- The top of a church steeple peeks over the roof of the ivy-covered greenhouse at Tom and Jerri Morin’s Los Cerillos, N.M., home. Credit: Chris Corrie.
The Diamond T Hacienda, the double-adobe home of Tom and Jerri Morin in the village of Los Cerrillos, N.M., stands as a perfect reflection of the couple’s love of art, culture and history. Built more than a century ago as a residence and saloon, the property shape-shifted over the years into a dance hall, undertaker’s parlor, grocery store and movie theater. By the time the Morins discovered it in 1993, however, it had devolved into a sorry and abandoned wreck—the perfect starting point, they concluded, for what turned into an ambitious and highly imaginative 10-year renovation.
Innovative thinking comes as naturally to Tom as breathing. In addition to more than 30 years of teaching at prestigious art schools, he’s won a long list of awards for his sculpture. In the early years he used more traditional materials for his craft—aluminum, bronze and iron. But before long, he says, “I began looking for something outside the ordinary that could transcend its previous life.” About 27 years ago, he discovered a unique product that has been the backbone of his artwork ever since: used sanding belts and discs.

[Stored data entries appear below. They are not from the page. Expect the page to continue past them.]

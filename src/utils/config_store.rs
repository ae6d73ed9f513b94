//! ConfigStore - Local Configuration Storage

use std::fs;
use std::path::{Path, PathBuf};

use anyhow::{Context, Result};
use directories::ProjectDirs;
use serde::{Serialize, de::DeserializeOwned};

use crate::constants::CONFIG_FILE;
use crate::domain::config::AppConfig;

fn project_dirs() -> Result<ProjectDirs> {
    ProjectDirs::from("com", "lotto", "lotto-admin")
        .ok_or_else(|| anyhow::anyhow!("Could not resolve a home directory"))
}

/// Get the application data directory
pub fn app_data_dir() -> Result<PathBuf> {
    let dir = project_dirs()?.data_local_dir().to_path_buf();

    if !dir.exists() {
        fs::create_dir_all(&dir)
            .with_context(|| format!("Failed to create data directory {}", dir.display()))?;
    }

    Ok(dir)
}

/// Default location of the TOML application config
pub fn app_config_path() -> Result<PathBuf> {
    Ok(project_dirs()?.config_dir().join(CONFIG_FILE))
}

/// Load a JSON file, falling back to `T::default()` when it does not exist
pub fn load_json<T: DeserializeOwned + Default>(path: &Path) -> Result<T> {
    if !path.exists() {
        return Ok(T::default());
    }

    let content = fs::read_to_string(path)
        .with_context(|| format!("Failed to read {}", path.display()))?;
    let value: T = serde_json::from_str(&content)
        .with_context(|| format!("Failed to parse {}", path.display()))?;
    Ok(value)
}

/// Save a value as pretty JSON
pub fn save_json<T: Serialize>(path: &Path, value: &T) -> Result<()> {
    let content = serde_json::to_string_pretty(value)?;
    fs::write(path, content).with_context(|| format!("Failed to write {}", path.display()))?;
    Ok(())
}

/// Load a JSON config file from the data directory
pub fn load_config<T: DeserializeOwned + Default>(filename: &str) -> Result<T> {
    load_json(&app_data_dir()?.join(filename))
}

/// Save a JSON config file to the data directory
pub fn save_config<T: Serialize>(filename: &str, config: &T) -> Result<()> {
    save_json(&app_data_dir()?.join(filename), config)
}

/// Delete a config file
pub fn delete_config(filename: &str) -> Result<()> {
    let path = app_data_dir()?.join(filename);
    if path.exists() {
        fs::remove_file(&path)?;
    }
    Ok(())
}

/// Load the application config.
///
/// An explicit path must exist. Without one, the default location is used if
/// present and built-in defaults otherwise.
pub fn load_app_config(explicit: Option<&Path>) -> Result<AppConfig> {
    let path = match explicit {
        Some(path) => path.to_path_buf(),
        None => {
            let path = app_config_path()?;
            if !path.exists() {
                tracing::debug!(path = %path.display(), "No config file, using defaults");
                return Ok(AppConfig::default());
            }
            path
        }
    };

    let text = fs::read_to_string(&path)
        .with_context(|| format!("Failed to read config {}", path.display()))?;
    let config = AppConfig::from_toml_str(&text)
        .with_context(|| format!("Invalid config {}", path.display()))?;
    tracing::debug!(path = %path.display(), "Loaded config");
    Ok(config)
}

Each belt is a fresh discovery, its distinctive coloration or pattern inspiring a design. “I devised a method to cut apart and veneer pieces of these belts onto a kiln-dried wood armature,” he continues. “The belts, some as large as fifty-four inches wide, retain sanding patterns as well as the resin colors of the exotic woods, pewter or aluminum they’d been used on. They reflect the earth colors and meditative qualities of the high desert that particularly appeal to me.”